SCRIBBLES: He’s being tremendously controlling and chauvinist, too. It’s uncomfortable. It’s good to see the flaws brought to the forefront, like you said, but god, it’s complicated and messy. You’re hitting at a good point in that a lack of organized arc could make for issues, though. I can assure you, pretty much everything good with Susan here is ignored by the following serial.

TIBERE: On a lighter note – the costumes of the Sensorites elders are kind of hilarious. They’re like regular ones with big white Santa mustaches?

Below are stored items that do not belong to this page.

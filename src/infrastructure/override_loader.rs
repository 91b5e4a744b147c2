use std::collections::BTreeMap;
use std::fs;
use std::path::Path;

use serde::Deserialize;
use tracing::{debug, warn};

use crate::domain::rewrite::{RewriteOptions, DEFAULT_ACCESSOR_PREFIX};
use crate::domain::symbols::{OverrideMap, StaticType, SymbolTable};
use crate::error::{Error, Result};

/// Override configuration read from TOML.
///
/// ```toml
/// accessor_prefix = "Get"
///
/// [overrides]
/// "Test.NullableName" = "wrappers.NullString"
/// ```
#[derive(Debug, Clone, PartialEq, Eq, Deserialize)]
#[serde(deny_unknown_fields)]
pub struct OverrideConfig {
    #[serde(default = "default_prefix")]
    pub accessor_prefix: String,
    /// Qualified symbol name -> override type name.
    #[serde(default)]
    pub overrides: BTreeMap<String, String>,
}

fn default_prefix() -> String {
    DEFAULT_ACCESSOR_PREFIX.to_string()
}

impl Default for OverrideConfig {
    fn default() -> Self {
        Self {
            accessor_prefix: default_prefix(),
            overrides: BTreeMap::new(),
        }
    }
}

impl OverrideConfig {
    pub fn from_path(path: &Path) -> Result<Self> {
        let content = fs::read_to_string(path).map_err(|source| Error::Io {
            path: path.to_path_buf(),
            source,
        })?;
        Self::from_toml_str(&content)
    }

    pub fn from_toml_str(content: &str) -> Result<Self> {
        let config: OverrideConfig = toml::from_str(content)?;
        for (symbol, type_name) in &config.overrides {
            if !is_valid_override_type(type_name) {
                return Err(Error::InvalidOverrideType {
                    symbol: symbol.clone(),
                    type_name: type_name.clone(),
                });
            }
        }
        Ok(config)
    }

    pub fn rewrite_options(&self) -> RewriteOptions {
        RewriteOptions {
            accessor_prefix: self.accessor_prefix.clone(),
        }
    }

    /// Bind the configured names against one unit's symbols.
    ///
    /// A field override also applies to the field's accessor
    /// (`Msg.Field` -> `Msg.GetField`) unless the accessor is listed itself.
    /// Names the unit does not declare are skipped with a warning.
    pub fn resolve(&self, symbols: &SymbolTable) -> OverrideMap {
        let mut map = OverrideMap::new();

        for (name, type_name) in &self.overrides {
            let Some(id) = symbols.lookup(name) else {
                warn!(symbol = %name, "override names a symbol the unit does not declare");
                continue;
            };
            map.insert(id, type_name.clone());

            let Some(symbol) = symbols.get(id) else {
                continue;
            };
            if matches!(symbol.ty, StaticType::Signature { .. }) {
                continue;
            }
            let accessor = match symbol.owner() {
                Some(owner) => format!(
                    "{}.{}{}",
                    owner,
                    self.accessor_prefix,
                    symbol.short_name()
                ),
                None => format!("{}{}", self.accessor_prefix, symbol.short_name()),
            };
            if self.overrides.contains_key(&accessor) {
                continue;
            }
            if let Some(accessor_id) = symbols.lookup(&accessor) {
                debug!(symbol = %name, accessor = %accessor, "override extended to accessor");
                map.insert(accessor_id, type_name.clone());
            }
        }

        map
    }
}

/// A usable override is qualified (`pkg.T`, `example.com/pkg.T`) or spells
/// out a pointer or slice anywhere in it (`*T`, `[]byte`, `map[string]*T`).
/// Bare names such as `string` are rejected.
pub fn is_valid_override_type(type_name: &str) -> bool {
    ['.', '/', '*'].iter().any(|c| type_name.contains(*c)) || type_name.contains("[]")
}
// Infrastructure implementations for fieldcast.

pub mod concurrency;
pub mod override_loader;

use std::fs;
use std::path::{Path, PathBuf};

use crate::api::dto::UnitDto;
use crate::domain::Unit;
use crate::error::{Error, Result};
use crate::ports::source_printer::SourcePrinter;
use crate::ports::{UnitExporter, UnitLoader};

pub use override_loader::OverrideConfig;

fn read_file(path: &Path) -> Result<String> {
    fs::read_to_string(path).map_err(|source| Error::Io {
        path: path.to_path_buf(),
        source,
    })
}

fn write_file(path: &Path, content: &str) -> Result<()> {
    if let Some(parent) = path.parent() {
        fs::create_dir_all(parent).map_err(|source| Error::Io {
            path: parent.to_path_buf(),
            source,
        })?;
    }
    fs::write(path, content).map_err(|source| Error::Io {
        path: path.to_path_buf(),
        source,
    })
}

/// Reads units in the JSON interchange format.
pub struct JsonUnitLoader;

impl UnitLoader for JsonUnitLoader {
    fn load(&self, path: &Path) -> Result<Unit> {
        let content = read_file(path)?;
        let dto: UnitDto = serde_json::from_str(&content).map_err(|source| Error::Json {
            path: path.to_path_buf(),
            source,
        })?;
        dto.into_unit()
    }
}

/// Writes `<dir>/<unit name>.json` in the interchange format.
pub struct JsonUnitExporter;

impl UnitExporter for JsonUnitExporter {
    fn export(&self, unit: &Unit, dir: &Path) -> Result<PathBuf> {
        let path = dir.join(format!("{}.json", unit.name));
        let content =
            serde_json::to_string_pretty(&UnitDto::from(unit)).map_err(|source| Error::Json {
                path: path.clone(),
                source,
            })?;
        write_file(&path, &content)?;
        Ok(path)
    }
}

/// Writes `<dir>/<unit name>` as Go-style source text.
pub struct SourceUnitExporter;

impl UnitExporter for SourceUnitExporter {
    fn export(&self, unit: &Unit, dir: &Path) -> Result<PathBuf> {
        let path = dir.join(&unit.name);
        write_file(&path, &SourcePrinter::print(&unit.tree))?;
        Ok(path)
    }
}
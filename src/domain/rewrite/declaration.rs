use tracing::debug;

use super::{returns::convert_returns, Retargeter, Target};
use crate::domain::ast::{Node, NodeId, SyntaxTree};
use crate::domain::diagnostics::{RewriteReport, RewriteWarning};
use crate::domain::type_shape::TypeShape;

impl Retargeter<'_> {
    /// Patch the declaration that `ident` names: a struct field or a
    /// single-result accessor.
    pub(super) fn patch_declaration(
        &self,
        tree: &mut SyntaxTree,
        ident: NodeId,
        target: &Target<'_>,
        report: &mut RewriteReport,
    ) {
        let Some(decl) = tree.parent(ident) else {
            report.warn(RewriteWarning::UnsupportedDeclaration {
                symbol: target.symbol.name.clone(),
                node: "detached identifier".into(),
            });
            return;
        };

        match tree.node(decl) {
            Node::Field { ty, .. } => {
                let ty = *ty;
                if retype_field(tree, decl, ty, target.override_name) {
                    debug!(symbol = %target.symbol.name, "field declaration retargeted");
                    report.patched_declarations += 1;
                } else {
                    report.warn(unsupported_type(tree, ty, target));
                }
            }
            Node::FuncDecl { name, results, body, .. } if *name == ident => {
                let (results, body) = (results.clone(), *body);
                patch_accessor(tree, &results, body, target, report);
            }
            other => report.warn(RewriteWarning::UnsupportedDeclaration {
                symbol: target.symbol.name.clone(),
                node: other.kind_name().into(),
            }),
        }
    }
}

/// Retype the single result of an accessor and convert its returns. Leaves
/// the function untouched unless the result can be retyped.
fn patch_accessor(
    tree: &mut SyntaxTree,
    results: &[NodeId],
    body: Option<NodeId>,
    target: &Target<'_>,
    report: &mut RewriteReport,
) {
    let [result] = results else {
        report.warn(RewriteWarning::AccessorArity {
            symbol: target.symbol.name.clone(),
            count: results.len(),
        });
        return;
    };
    let result = *result;
    let ty = match tree.node(result) {
        Node::Field { ty, .. } => *ty,
        other => {
            report.warn(RewriteWarning::UnsupportedDeclaredType {
                symbol: target.symbol.name.clone(),
                node: other.kind_name().into(),
                override_type: target.override_name.into(),
            });
            return;
        }
    };

    // must be read before the signature changes
    let original = type_expr_shape(tree, ty);
    if !retype_field(tree, result, ty, target.override_name) {
        report.warn(unsupported_type(tree, ty, target));
        return;
    }
    report.patched_declarations += 1;

    if let (Some(body), Some(original)) = (body, original) {
        let converted = convert_returns(tree, body, &original, &target.override_type);
        debug!(
            symbol = %target.symbol.name,
            from = %original,
            converted,
            "accessor retargeted"
        );
        report.converted_returns += converted;
    }
}

/// Point the declared type of `field` at `override_name`.
///
/// A named type is renamed in place. Pointer and array types are replaced
/// wholesale by a bare identifier: the override already spells out its own
/// shape. Anything else is left alone.
fn retype_field(tree: &mut SyntaxTree, field: NodeId, ty: NodeId, override_name: &str) -> bool {
    if let Node::Ident { name, .. } = tree.node_mut(ty) {
        *name = override_name.to_string();
        return true;
    }
    if matches!(tree.node(ty), Node::PointerType { .. } | Node::ArrayType { .. }) {
        let replacement = tree.ident(override_name);
        return tree.replace_child(field, ty, replacement);
    }
    false
}

/// Shape of a type expression, if it is one the converter understands.
fn type_expr_shape(tree: &SyntaxTree, ty: NodeId) -> Option<TypeShape> {
    match tree.node(ty) {
        Node::Ident { name, .. } => Some(TypeShape::parse(name)),
        Node::PointerType { elem } => type_expr_shape(tree, *elem).map(TypeShape::pointer_to),
        Node::ArrayType { elem } => {
            type_expr_shape(tree, *elem).map(|elem| TypeShape::Array(Box::new(elem)))
        }
        Node::Selector { base, field } => {
            let qualified = format!("{}.{}", tree.ident_name(*base)?, tree.ident_name(*field)?);
            Some(TypeShape::Named(qualified))
        }
        _ => None,
    }
}

fn unsupported_type(tree: &SyntaxTree, ty: NodeId, target: &Target<'_>) -> RewriteWarning {
    RewriteWarning::UnsupportedDeclaredType {
        symbol: target.symbol.name.clone(),
        node: tree.node(ty).kind_name().into(),
        override_type: target.override_name.into(),
    }
}
//! Structural-sharing reconciliation
//!
//! Given the previous snapshot of a tree and a freshly produced next
//! snapshot, [`Reconciler::reconcile`] returns a tree that is deep-equal to
//! the next snapshot and shares every subtree that did not change with the
//! previous one. Callers can then detect change with [`Node::same_ref`]
//! instead of a deep comparison.
//!
//! ## Dispatch
//!
//! Values are classified by [`NodeKind`](crate::model::NodeKind). Atomic
//! values are never descended into; arrays and plain mappings are merged
//! child by child; dates compare by millisecond instant; opaque values are
//! always replaced.
//!
//! ## Arrays and identity
//!
//! Array elements pair by position unless an identity field is active for
//! that array, in which case elements that moved are paired with the
//! previous element carrying the same identity value. The field is either
//! configured through [`IdentityConfig`] or inferred by an
//! [`IdentityPolicy`] from the first new element.
//!
//! Reconciliation is total: it never fails and never writes to the previous
//! tree.

pub mod arrays;
pub mod dispatch;
pub mod identity;
pub mod objects;

pub use identity::{
    DefaultIdentityPolicy, IdentityKey, IdentityMap, IdentityPolicy, DEFAULT_IDENTITY_FIELDS,
};

use crate::config::ReconcilerConfig;
use crate::model::{IdentityConfig, Node};
use crate::schema::OP_RECONCILE;
use crate::{log_op_end, log_op_start};

/// Reconciles snapshot pairs under an identity policy.
///
/// A reconciler is immutable and can be shared across threads when its
/// policy can.
#[derive(Debug, Clone, Default)]
pub struct Reconciler<P = DefaultIdentityPolicy> {
    policy: P,
    default_identity: IdentityConfig,
}

impl Reconciler<DefaultIdentityPolicy> {
    pub fn new() -> Self {
        Self::default()
    }

    /// Build a reconciler from loaded configuration: its field list drives
    /// inference and its identity tree applies when a call passes none.
    pub fn from_config(config: &ReconcilerConfig) -> Self {
        Self {
            policy: DefaultIdentityPolicy::with_fields(config.identity_fields.iter().cloned()),
            default_identity: config.identity.clone(),
        }
    }
}

impl<P: IdentityPolicy> Reconciler<P> {
    /// Use a custom identity policy
    pub fn with_policy(policy: P) -> Self {
        Self {
            policy,
            default_identity: IdentityConfig::Inferred,
        }
    }

    /// Identity configuration applied by [`Reconciler::reconcile_with_defaults`]
    pub fn with_default_identity(mut self, identity: IdentityConfig) -> Self {
        self.default_identity = identity;
        self
    }

    pub fn policy(&self) -> &P {
        &self.policy
    }

    pub fn default_identity(&self) -> &IdentityConfig {
        &self.default_identity
    }

    /// Reconcile `next` against `previous`.
    ///
    /// The result is deep-equal to `next`. Any subtree of the result that is
    /// deep-equal to the subtree of `previous` it was paired with is that
    /// very subtree of `previous`.
    ///
    /// # Example
    ///
    /// ```
    /// use sharetree_core::{Node, Reconciler};
    /// use serde_json::json;
    ///
    /// let previous = Node::from(json!({ "a": { "x": 1 }, "b": [1, 2] }));
    /// let next = Node::from(json!({ "a": { "x": 1 }, "b": [1, 2, 3] }));
    ///
    /// let result = Reconciler::new().reconcile(Some(&previous), next.clone(), None);
    /// assert_eq!(result, next);
    /// assert!(result.get("a").unwrap().same_ref(previous.get("a").unwrap()));
    /// assert!(!result.get("b").unwrap().same_ref(previous.get("b").unwrap()));
    /// ```
    pub fn reconcile(
        &self,
        previous: Option<&Node>,
        next: Node,
        config: Option<&IdentityConfig>,
    ) -> Node {
        log_op_start!(OP_RECONCILE, next_kind = next.kind().as_str());
        let start = std::time::Instant::now();

        let result = self.reconcile_node(previous, next, config);
        let reused_previous = previous.is_some_and(|p| result.same_ref(p));

        log_op_end!(
            OP_RECONCILE,
            duration_ms = start.elapsed().as_millis() as u64,
            reused_previous = reused_previous
        );
        result
    }

    /// Reconcile using the reconciler's default identity configuration
    pub fn reconcile_with_defaults(&self, previous: Option<&Node>, next: Node) -> Node {
        self.reconcile(previous, next, Some(&self.default_identity))
    }
}

/// Reconcile with the default identity policy.
///
/// Shorthand for `Reconciler::new().reconcile(previous, next, config)`.
pub fn reconcile(previous: Option<&Node>, next: Node, config: Option<&IdentityConfig>) -> Node {
    Reconciler::new().reconcile(previous, next, config)
}
//! Structured logging facility for sharetree
//!
//! This module provides a canonical logging facility with:
//! - Single initialization point via `init(profile)`
//! - Structured logging macros (`log_op_start!`, `log_op_end!`, `log_op_error!`)
//! - Test capture mode for deterministic assertions
//!
//! # Usage
//!
//! ```rust
//! use sharetree_core::logging_facility::{init, Profile};
//!
//! // Initialize once at application startup
//! init(Profile::Development);
//! ```
//!
//! # Logging Macros
//!
//! - `log_op_start!(op, ...)` - Log operation start
//! - `log_op_end!(op, duration_ms = ...)` - Log operation end
//! - `log_op_error!(op, err, duration_ms = ...)` - Log operation error

pub mod init;
pub mod macros;
pub mod test_capture;

pub use init::{init, Profile};
pub use test_capture::{init_test_capture, CapturedEvent, TestCapture};
//! Criterion benchmarks for reconciliation.
//!
//! Each snapshot holds a list of records with nested fields; the next
//! snapshot changes a few records and reorders the list.

use criterion::{criterion_group, criterion_main, BatchSize, Criterion};
use serde_json::{json, Value};
use sharetree_core::{Node, Reconciler};

fn records(count: usize, changed_every: usize, rotate: usize) -> Value {
    let mut items: Vec<Value> = (0..count)
        .map(|i| {
            let revision = if changed_every > 0 && i % changed_every == 0 { 2 } else { 1 };
            json!({
                "id": i + 1,
                "name": format!("record-{}", i),
                "revision": revision,
                "tags": ["alpha", "beta"],
                "owner": { "team": "core", "seat": i % 7 },
            })
        })
        .collect();
    items.rotate_left(rotate % count.max(1));
    json!({ "page": 1, "items": items })
}

fn bench_reconcile(c: &mut Criterion) {
    let reconciler = Reconciler::new();

    for count in [100usize, 1000] {
        let previous = Node::from(records(count, 0, 0));

        c.bench_function(&format!("reconcile_unchanged_{}", count), |bench| {
            bench.iter_batched(
                || Node::from(records(count, 0, 0)),
                |next| reconciler.reconcile(Some(&previous), next, None),
                BatchSize::SmallInput,
            )
        });

        c.bench_function(&format!("reconcile_changed_and_rotated_{}", count), |bench| {
            bench.iter_batched(
                || Node::from(records(count, 10, 3)),
                |next| reconciler.reconcile(Some(&previous), next, None),
                BatchSize::SmallInput,
            )
        });
    }
}

criterion_group!(benches, bench_reconcile);
criterion_main!(benches);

Interesting, if simple parallels, too – the antagonistic forces on each side seem to be the Doctor, and the Elders, which are both these kind of ancient, problematic old people. It’s a bit of a regular theme this series, old wise rulers, too – the Khan, the Keeper of Marinus, even the old woman in the prehistoric parts of “An Unearthly Child” …

SCRIBBLES: Interesting, isn’t it, telling a story about xenophobia with humans as the aliens? I don’t think that’s one that’s really been done often. Doctor Who is so often predisposed with using aliens as metaphors for the other, but here, we’re getting a subplot about a xenophobic sensorite who wants to destroy all humans, while other sensorites have different political views and don’t fear all humans. It’s kinda bizarre, but damn, it’s intriguing. What’s next, are they going to try to build a wall and make Earth pay for it?

TIBERE: They have great disintegrators. The best. They’re tremendous. The crooked Doctor doesn’t know what is waiting for him. Sad!

SCRIBBLES: I do wish the Sensorites had individual names and physicalities, though. Having them all have differing political views and complex social debates is great, but it’s hard to see them as anything beyond an abstraction of such concepts because they lack that individuality.

TIBERE: They are setting up their big laser guns. Fire and fury, people, fire and fury. It’s gonna be a “Requiem for the Rocket Men” soon.

SCRIBBLES: I like the Sensorite in the bondage harness.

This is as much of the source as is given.